CLAUDIUS      O, for two special reasons

Which may to you perhaps seem much unsinewed

But yet to me they’re strong. The Queen his mother

Lives almost by his looks and for myself,

My virtue or my plague, be it either which,

She is so conjunct to my life and soul

That as the star moves not but in his sphere

I could not but by her.           (4.7.10-17)

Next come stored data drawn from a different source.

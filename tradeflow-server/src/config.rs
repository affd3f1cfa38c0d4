use std::net::SocketAddr;

/// Service settings, resolved once at startup from CLI flags and
/// environment variables.
#[derive(Debug, Clone)]
pub struct Settings {
    pub bind_addr: SocketAddr,
    /// Shared secret for the access gate. Required unless
    /// `skip_token_auth` is set; a missing secret while auth is
    /// required fails every request closed.
    pub internal_api_token: Option<String>,
    pub skip_token_auth: bool,
    /// When set, terminal runs older than this many seconds are
    /// evicted by a background sweep. Off by default.
    pub evict_terminal_after_secs: Option<u64>,
}

impl Settings {
    pub fn auth_required(&self) -> bool {
        !self.skip_token_auth
    }
}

Laertes has asked Claudius why he hasn’t acted against Hamlet already, and his answer might be surprising—if played sincerely, adding another layer of complexity to this fascinating character—or troublingly Machiavellian. Or both. (Claudius still thinks that Hamlet has gone to his death in England, after all.) O, for two special reasons which may to you perhaps seem much unsinewed but yet to me they’re strong. There are two reasons why I haven’t acted; you might regard them as poor reasons, and indeed as signs of weakness, but they matter to me. Unsinewed is interesting, it suggests the opposite of physical strength, strong-arm tactics, and it’s flattering Laertes a bit, look, I know you’d have been right in there, action man, but, well, I’m not that guy, I’m afraid. (Claudius deploys poison, secret letters, surveillance.) The Queen his mother lives almost by his looks: his mother loves him! It would upset her! and for myself, my virtue or my plague, be it either which—and I don’t know whether it’s a good thing or a bad thing, and it doesn’t really matter either way—she is so conjunct to my life and soul that as the star moves not but in his sphere I could not but by her. And, well, she’s my everything, the centre of my world; I couldn’t do anything to upset her. (This can still ring true, even if Claudius’s deployment of it is manipulative.) I love my wife! I need my wife! And she loves her son!